Count how many lines of the material contain the string "process", then give that number and nothing more.
----------------------------------------
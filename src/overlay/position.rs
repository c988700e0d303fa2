// Vidmark - Overlay Position Table
// Coordinate expressions use the FFmpeg overlay-filter variables: main_w/main_h
// are the video frame, overlay_w/overlay_h the watermark.

/// Named watermark position, resolved to an (x, y) expression pair.
#[derive(Debug, Clone, Copy, PartialEq, Eq, Default)]
pub enum Position {
    TopLeft,
    TopRight,
    BottomLeft,
    #[default]
    BottomRight,
    Center,
}

impl Position {
    /// Resolve a position name. Unrecognized names fall back to bottom-right
    /// instead of failing.
    pub fn from_name(name: &str) -> Self {
        match name {
            "top-left" => Position::TopLeft,
            "top-right" => Position::TopRight,
            "bottom-left" => Position::BottomLeft,
            "bottom-right" => Position::BottomRight,
            "center" => Position::Center,
            _ => Position::default(),
        }
    }

    /// X/Y expressions for the overlay filter, 10px in from the frame edge
    /// for the corner positions.
    pub fn coords(self) -> (&'static str, &'static str) {
        match self {
            Position::TopLeft => ("10", "10"),
            Position::TopRight => ("main_w-overlay_w-10", "10"),
            Position::BottomLeft => ("10", "main_h-overlay_h-10"),
            Position::BottomRight => ("main_w-overlay_w-10", "main_h-overlay_h-10"),
            Position::Center => ("(main_w-overlay_w)/2", "(main_h-overlay_h)/2"),
        }
    }
}
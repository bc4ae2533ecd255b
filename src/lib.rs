//! A Rust library for computing reproducible population-health summaries:
//! disease prevalence, cohort breakdowns and correlations over a flat table
//! of patient records.

pub mod algorithm;
pub mod config;
pub mod error;
pub mod loader;
pub mod models;
pub mod utils;

// Re-export the most common types for easier use
// Core types
pub use config::{OutputFormat, ReportConfig};
pub use error::{Error, Result};
pub use models::{PatientRecord, Report, SummaryRow};

// Aggregation engine
pub use algorithm::aggregation::{
    BucketSpec, MetricSpec, Predicate, RangeBand, ReportDefinition, RowOrder, aggregate,
    aggregate_with_config,
};

// Report suite
pub use algorithm::reports::{ReportSuite, SuiteOutput, prevalence_report};

// Loading
pub use loader::{LoadOutcome, read_records, read_records_async, read_records_from_reader};
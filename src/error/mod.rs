//! Error handling for cohort statistics.

pub mod util;

use std::io;
use std::path::PathBuf;

/// Specialized error type for report setup and record loading
///
/// Aggregation itself never fails: bucket specifications are validated when
/// they are built, so every error here surfaces before any records are folded.
#[derive(Debug, thiserror::Error)]
pub enum Error {
    /// A bucket specification would drop or double-count records
    #[error("Invalid bucket specification '{spec}': {reason}")]
    InvalidBucketSpec {
        /// Name of the offending specification
        spec: String,
        /// What makes it non-total or ambiguous
        reason: String,
    },

    /// A report definition or runtime setting is unusable
    #[error("Configuration error: {0}")]
    Config(String),

    /// Error opening or reading a file
    #[error("IO error: {message}{}", path.as_ref().map(|p| format!(" ({})", p.display())).unwrap_or_default())]
    Io {
        /// Human readable context
        message: String,
        /// Path involved, if any
        path: Option<PathBuf>,
        /// Underlying error
        #[source]
        source: io::Error,
    },

    /// Structural CSV failure (quoting, encoding, inconsistent rows)
    #[error("CSV error: {0}")]
    Csv(#[from] csv::Error),

    /// JSON serialization failure
    #[error("JSON error: {0}")]
    Json(#[from] serde_json::Error),

    /// A background task could not be joined
    #[error("Task error: {0}")]
    Task(String),
}

impl Error {
    /// Build an [`Error::InvalidBucketSpec`]
    pub fn invalid_spec(spec: impl Into<String>, reason: impl Into<String>) -> Self {
        Self::InvalidBucketSpec {
            spec: spec.into(),
            reason: reason.into(),
        }
    }

    /// Build an [`Error::Config`]
    pub fn config(message: impl Into<String>) -> Self {
        Self::Config(message.into())
    }
}

/// Result type for cohort statistics operations
pub type Result<T> = std::result::Result<T, Error>;
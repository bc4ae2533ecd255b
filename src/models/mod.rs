//! Domain models for population-health summaries
//!
//! `patient` holds the input row shape and typed field selectors,
//! `summary` holds the aggregated output shapes.

pub mod patient;
pub mod summary;

// Re-export commonly used types
pub use patient::{CategoricalField, FlagField, NumericField, PatientRecord};
pub use summary::{MetricValue, Report, SummaryRow};
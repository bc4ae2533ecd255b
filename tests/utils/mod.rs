use std::path::PathBuf;
use std::sync::atomic::{AtomicUsize, Ordering};

static FILE_COUNTER: AtomicUsize = AtomicUsize::new(0);

/// Header row in the loader's snake_case column names
pub const CSV_HEADER: &str = "patient_id,age,bmi,sleep_time,mental_health_days,physical_health_days,gender,smoking_status,diabetic_status,race,general_health,stroke,physical_activity,diff_walking,asthma,kidney_disease,skin_cancer,heart_disease,alcohol_drinking";

/// A CSV file in the system temp directory, removed on drop
pub struct TempCsv {
    pub path: PathBuf,
}

impl TempCsv {
    /// Write `contents` to a fresh file unique to this process and call
    pub fn new(contents: &str) -> Self {
        let n = FILE_COUNTER.fetch_add(1, Ordering::Relaxed);
        let path = std::env::temp_dir().join(format!(
            "cohort-stats-test-{}-{n}.csv",
            std::process::id()
        ));
        std::fs::write(&path, contents).expect("failed to write temp csv");
        Self { path }
    }
}

impl Drop for TempCsv {
    fn drop(&mut self) {
        let _ = std::fs::remove_file(&self.path);
    }
}

/// Build a CSV body from the standard header plus the given data lines
#[must_use]
pub fn csv_with_rows(rows: &[&str]) -> String {
    let mut body = String::from(CSV_HEADER);
    for row in rows {
        body.push('\n');
        body.push_str(row);
    }
    body.push('\n');
    body
}
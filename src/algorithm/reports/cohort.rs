//! Cohort breakdown reports
//!
//! Each report is an instance of the generic engine: a bucket specification
//! plus a metric list. Range boundaries are half-open `[low, high)`; the
//! inclusive integer bands (e.g. ages 18-24) are expressed as `[18, 25)`.

use crate::algorithm::aggregation::bucket::{BucketSpec, RangeBand};
use crate::algorithm::aggregation::metric::{MetricSpec, Predicate};
use crate::algorithm::aggregation::{ReportDefinition, RowOrder};
use crate::error::Result;
use crate::models::patient::{CategoricalField, FlagField, NumericField};

pub const AGE_COHORT: &str = "Age Cohort";
pub const BMI_CATEGORY: &str = "BMI Category";
pub const SMOKING_STATUS: &str = "Smoking Status";
pub const PHYSICAL_ACTIVITY: &str = "Physical Activity";
pub const MENTAL_HEALTH: &str = "Mental Health Severity";
pub const SLEEP_DURATION: &str = "Sleep Duration";
pub const GENDER: &str = "Gender";
pub const RACE: &str = "Race";
pub const GENERAL_HEALTH: &str = "General Health";
pub const DIABETIC_STATUS: &str = "Diabetic Status";

fn band(label: &str, low: Option<f64>, high: Option<f64>) -> RangeBand {
    RangeBand::new(label, low, high)
}

fn heart_disease_rate() -> MetricSpec {
    MetricSpec::rate("heart_disease_rate", Predicate::Flag(FlagField::HeartDisease))
}

fn stroke_rate() -> MetricSpec {
    MetricSpec::rate("stroke_rate", Predicate::Flag(FlagField::Stroke))
}

fn diabetes_rate() -> MetricSpec {
    MetricSpec::rate(
        "diabetes_rate",
        Predicate::category(CategoricalField::DiabeticStatus, "Yes"),
    )
}

/// Age bands 18-24 through 65+; under 18 is out of range
pub fn age_buckets() -> Result<BucketSpec> {
    BucketSpec::ranges(
        "age",
        NumericField::Age,
        vec![
            band("18-24", Some(18.0), Some(25.0)),
            band("25-34", Some(25.0), Some(35.0)),
            band("35-44", Some(35.0), Some(45.0)),
            band("45-54", Some(45.0), Some(55.0)),
            band("55-64", Some(55.0), Some(65.0)),
            band("65+", Some(65.0), None),
        ],
    )
}

/// WHO BMI classes
pub fn bmi_buckets() -> Result<BucketSpec> {
    BucketSpec::ranges(
        "bmi",
        NumericField::Bmi,
        vec![
            band("Underweight", None, Some(18.5)),
            band("Normal", Some(18.5), Some(25.0)),
            band("Overweight", Some(25.0), Some(30.0)),
            band("Obese Class I", Some(30.0), Some(35.0)),
            band("Obese Class II", Some(35.0), Some(40.0)),
            band("Obese Class III", Some(40.0), None),
        ],
    )
}

pub fn smoking_buckets() -> Result<BucketSpec> {
    BucketSpec::identity(
        "smoking_status",
        CategoricalField::SmokingStatus,
        &["Never", "Former", "Current"],
    )
}

pub fn physical_activity_buckets() -> Result<BucketSpec> {
    BucketSpec::flag(
        "physical_activity",
        FlagField::PhysicalActivity,
        "Active",
        "Sedentary",
    )
}

/// Poor mental health days in the last month
pub fn mental_health_buckets() -> Result<BucketSpec> {
    BucketSpec::ranges(
        "mental_health_days",
        NumericField::MentalHealthDays,
        vec![
            band("0 days", Some(0.0), Some(1.0)),
            band("1-7 days", Some(1.0), Some(8.0)),
            band("8-14 days", Some(8.0), Some(15.0)),
            band("15-21 days", Some(15.0), Some(22.0)),
            band(">21 days", Some(22.0), None),
        ],
    )
}

/// Hours of sleep per night
pub fn sleep_buckets() -> Result<BucketSpec> {
    BucketSpec::ranges(
        "sleep_time",
        NumericField::SleepTime,
        vec![
            band("<5h", None, Some(5.0)),
            band("5-5.9h", Some(5.0), Some(6.0)),
            band("6-6.9h", Some(6.0), Some(7.0)),
            band("7-8.9h", Some(7.0), Some(9.0)),
            band("9h+", Some(9.0), None),
        ],
    )
}

pub fn age_cohort_report() -> Result<ReportDefinition> {
    ReportDefinition::new(
        AGE_COHORT,
        age_buckets()?,
        vec![
            heart_disease_rate(),
            stroke_rate(),
            diabetes_rate(),
            MetricSpec::mean("avg_bmi", NumericField::Bmi),
        ],
        RowOrder::BucketRank,
    )
}

pub fn bmi_category_report() -> Result<ReportDefinition> {
    ReportDefinition::new(
        BMI_CATEGORY,
        bmi_buckets()?,
        vec![
            heart_disease_rate(),
            diabetes_rate(),
            MetricSpec::mean("avg_bmi", NumericField::Bmi),
            MetricSpec::mean("avg_physical_health_days", NumericField::PhysicalHealthDays),
        ],
        RowOrder::BucketRank,
    )
}

pub fn smoking_status_report() -> Result<ReportDefinition> {
    ReportDefinition::new(
        SMOKING_STATUS,
        smoking_buckets()?,
        vec![
            heart_disease_rate(),
            stroke_rate(),
            MetricSpec::rate("asthma_rate", Predicate::Flag(FlagField::Asthma)),
        ],
        RowOrder::BucketRank,
    )
}

pub fn physical_activity_report() -> Result<ReportDefinition> {
    ReportDefinition::new(
        PHYSICAL_ACTIVITY,
        physical_activity_buckets()?,
        vec![
            heart_disease_rate(),
            diabetes_rate(),
            MetricSpec::mean("avg_bmi", NumericField::Bmi),
            MetricSpec::mean("avg_physical_health_days", NumericField::PhysicalHealthDays),
        ],
        RowOrder::BucketRank,
    )
}

pub fn mental_health_report() -> Result<ReportDefinition> {
    ReportDefinition::new(
        MENTAL_HEALTH,
        mental_health_buckets()?,
        vec![
            heart_disease_rate(),
            MetricSpec::mean("avg_sleep_time", NumericField::SleepTime),
            MetricSpec::mean("avg_physical_health_days", NumericField::PhysicalHealthDays),
        ],
        RowOrder::BucketRank,
    )
}

pub fn sleep_duration_report() -> Result<ReportDefinition> {
    ReportDefinition::new(
        SLEEP_DURATION,
        sleep_buckets()?,
        vec![
            heart_disease_rate(),
            stroke_rate(),
            MetricSpec::mean("avg_mental_health_days", NumericField::MentalHealthDays),
        ],
        RowOrder::BucketRank,
    )
}

/// The six canonical cohort breakdowns in report order
pub fn canonical_reports() -> Result<Vec<ReportDefinition>> {
    Ok(vec![
        age_cohort_report()?,
        bmi_category_report()?,
        smoking_status_report()?,
        physical_activity_report()?,
        mental_health_report()?,
        sleep_duration_report()?,
    ])
}

pub fn gender_report() -> Result<ReportDefinition> {
    ReportDefinition::new(
        GENDER,
        BucketSpec::identity("gender", CategoricalField::Gender, &["Female", "Male"])?,
        vec![
            heart_disease_rate(),
            stroke_rate(),
            MetricSpec::rate("alcohol_drinking_rate", Predicate::Flag(FlagField::AlcoholDrinking)),
            MetricSpec::mean("avg_bmi", NumericField::Bmi),
        ],
        RowOrder::BucketRank,
    )
}

/// Race breakdown, ordered by heart disease rate
pub fn race_report() -> Result<ReportDefinition> {
    ReportDefinition::new(
        RACE,
        BucketSpec::identity(
            "race",
            CategoricalField::Race,
            &[
                "White",
                "Black",
                "Asian",
                "American Indian/Alaskan Native",
                "Hispanic",
                "Other",
            ],
        )?,
        vec![heart_disease_rate(), diabetes_rate()],
        RowOrder::MetricDesc(0),
    )
}

pub fn general_health_report() -> Result<ReportDefinition> {
    ReportDefinition::new(
        GENERAL_HEALTH,
        BucketSpec::identity(
            "general_health",
            CategoricalField::GeneralHealth,
            &["Excellent", "Very good", "Good", "Fair", "Poor"],
        )?,
        vec![
            heart_disease_rate(),
            MetricSpec::rate("diff_walking_rate", Predicate::Flag(FlagField::DiffWalking)),
            MetricSpec::mean("avg_physical_health_days", NumericField::PhysicalHealthDays),
            MetricSpec::mean("avg_mental_health_days", NumericField::MentalHealthDays),
        ],
        RowOrder::BucketRank,
    )
}

pub fn diabetic_status_report() -> Result<ReportDefinition> {
    ReportDefinition::new(
        DIABETIC_STATUS,
        BucketSpec::categories(
            "diabetic_status",
            CategoricalField::DiabeticStatus,
            &[
                ("No", &["No"]),
                ("Borderline", &["No, borderline diabetes", "Borderline"]),
                ("Yes", &["Yes"]),
                ("During pregnancy", &["Yes (during pregnancy)"]),
            ],
        )?,
        vec![
            heart_disease_rate(),
            MetricSpec::rate("kidney_disease_rate", Predicate::Flag(FlagField::KidneyDisease)),
            MetricSpec::mean("avg_bmi", NumericField::Bmi),
        ],
        RowOrder::BucketRank,
    )
}

/// Breakdowns by the remaining categorical fields
pub fn supplemental_reports() -> Result<Vec<ReportDefinition>> {
    Ok(vec![
        gender_report()?,
        race_report()?,
        general_health_report()?,
        diabetic_status_report()?,
    ])
}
----------------------------------------
→ Answer to this problem
2